*TASK*.
The full listing needs to be output exactly.

*INFORMATION SHOWN*.
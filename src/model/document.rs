//! Editable document as an ordered list of styled paragraphs.

use std::ops::Range;

/// A paragraph of running text and the name of its paragraph style.
#[derive(Debug, Clone, Default, PartialEq, Eq)]
#[cfg_attr(feature = "cli", derive(serde::Serialize))]
pub struct Paragraph {
    pub text: String,
    pub style: String,
}

impl Paragraph {
    pub fn new(text: impl Into<String>, style: impl Into<String>) -> Self {
        Self {
            text: text.into(),
            style: style.into(),
        }
    }

    /// Number of whitespace-delimited words.
    pub fn word_count(&self) -> usize {
        self.text.split_whitespace().count()
    }
}

/// The body paragraphs of one chapter.
#[derive(Debug, Clone, PartialEq, Eq)]
pub struct ChapterBody {
    /// 1-based chapter number in document order.
    pub chapter: u32,
    /// Index of the chapter-title paragraph.
    pub title: usize,
    /// Paragraphs strictly after the title, up to the next title.
    pub body: Range<usize>,
}

/// Format-agnostic editable document.
#[derive(Debug, Clone, Default, PartialEq, Eq)]
#[cfg_attr(feature = "cli", derive(serde::Serialize))]
pub struct Document {
    pub paragraphs: Vec<Paragraph>,
}

impl Document {
    pub fn new() -> Self {
        Self::default()
    }

    pub fn from_paragraphs(paragraphs: Vec<Paragraph>) -> Self {
        Self { paragraphs }
    }

    /// Append a paragraph.
    pub fn push(&mut self, text: impl Into<String>, style: impl Into<String>) {
        self.paragraphs.push(Paragraph::new(text, style));
    }

    pub fn paragraphs(&self) -> &[Paragraph] {
        &self.paragraphs
    }

    /// Locate chapter bodies by exact style-name match on title paragraphs.
    ///
    /// Paragraphs before the first title belong to no chapter.
    pub fn chapter_bodies(&self, title_style: &str) -> Vec<ChapterBody> {
        let titles: Vec<usize> = self
            .paragraphs
            .iter()
            .enumerate()
            .filter(|(_, p)| p.style == title_style)
            .map(|(i, _)| i)
            .collect();

        titles
            .iter()
            .enumerate()
            .map(|(n, &title)| {
                let end = titles.get(n + 1).copied().unwrap_or(self.paragraphs.len());
                ChapterBody {
                    chapter: n as u32 + 1,
                    title,
                    body: title + 1..end,
                }
            })
            .collect()
    }

    /// Flatten a paragraph range into its whitespace-delimited words.
    pub fn words_in(&self, range: Range<usize>) -> Vec<&str> {
        self.paragraphs[range]
            .iter()
            .flat_map(|p| p.text.split_whitespace())
            .collect()
    }
}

*WORKED SOLUTION*.
filename src/model/document.rs
//! Editable document as an ordered list of styled paragraphs.

use std::ops::Range;

/// A paragraph of running text and the name of its paragraph style.
#[derive(Debug, Clone, Default, PartialEq, Eq)]
#[cfg_attr(feature = "cli", derive(serde::Serialize))]
pub struct Paragraph {
    pub text: String,
    pub style: String,
}

impl Paragraph {
    pub fn new(text: impl Into<String>, style: impl Into<String>) -> Self {
        Self {
            text: text.into(),
            style: style.into(),
        }
    }

    /// Number of whitespace-delimited words.
    pub fn word_count(&self) -> usize {
        self.text.split_whitespace().count()
    }
}

/// The body paragraphs of one chapter.
#[derive(Debug, Clone, PartialEq, Eq)]
pub struct ChapterBody {
    /// 1-based chapter number in document order.
    pub chapter: u32,
    /// Index of the chapter-title paragraph.
    pub title: usize,
    /// Paragraphs strictly after the title, up to the next title.
    pub body: Range<usize>,
}

/// Format-agnostic editable document.
#[derive(Debug, Clone, Default, PartialEq, Eq)]
#[cfg_attr(feature = "cli", derive(serde::Serialize))]
pub struct Document {
    pub paragraphs: Vec<Paragraph>,
}

impl Document {
    pub fn new() -> Self {
        Self::default()
    }

    pub fn from_paragraphs(paragraphs: Vec<Paragraph>) -> Self {
        Self { paragraphs }
    }

    /// Append a paragraph.
    pub fn push(&mut self, text: impl Into<String>, style: impl Into<String>) {
        self.paragraphs.push(Paragraph::new(text, style));
    }

    pub fn paragraphs(&self) -> &[Paragraph] {
        &self.paragraphs
    }

    /// Locate chapter bodies by exact style-name match on title paragraphs.
    ///
    /// Paragraphs before the first title belong to no chapter.
    pub fn chapter_bodies(&self, title_style: &str) -> Vec<ChapterBody> {
        let titles: Vec<usize> = self
            .paragraphs
            .iter()
            .enumerate()
            .filter(|(_, p)| p.style == title_style)
            .map(|(i, _)| i)
            .collect();

        titles
            .iter()
            .enumerate()
            .map(|(n, &title)| {
                let end = titles.get(n + 1).copied().unwrap_or(self.paragraphs.len());
                ChapterBody {
                    chapter: n as u32 + 1,
                    title,
                    body: title + 1..end,
                }
            })
            .collect()
    }

    /// Flatten a paragraph range into its whitespace-delimited words.
    pub fn words_in(&self, range: Range<usize>) -> Vec<&str> {
        self.paragraphs[range]
            .iter()
            .flat_map(|p| p.text.split_whitespace())
            .collect()
    }
}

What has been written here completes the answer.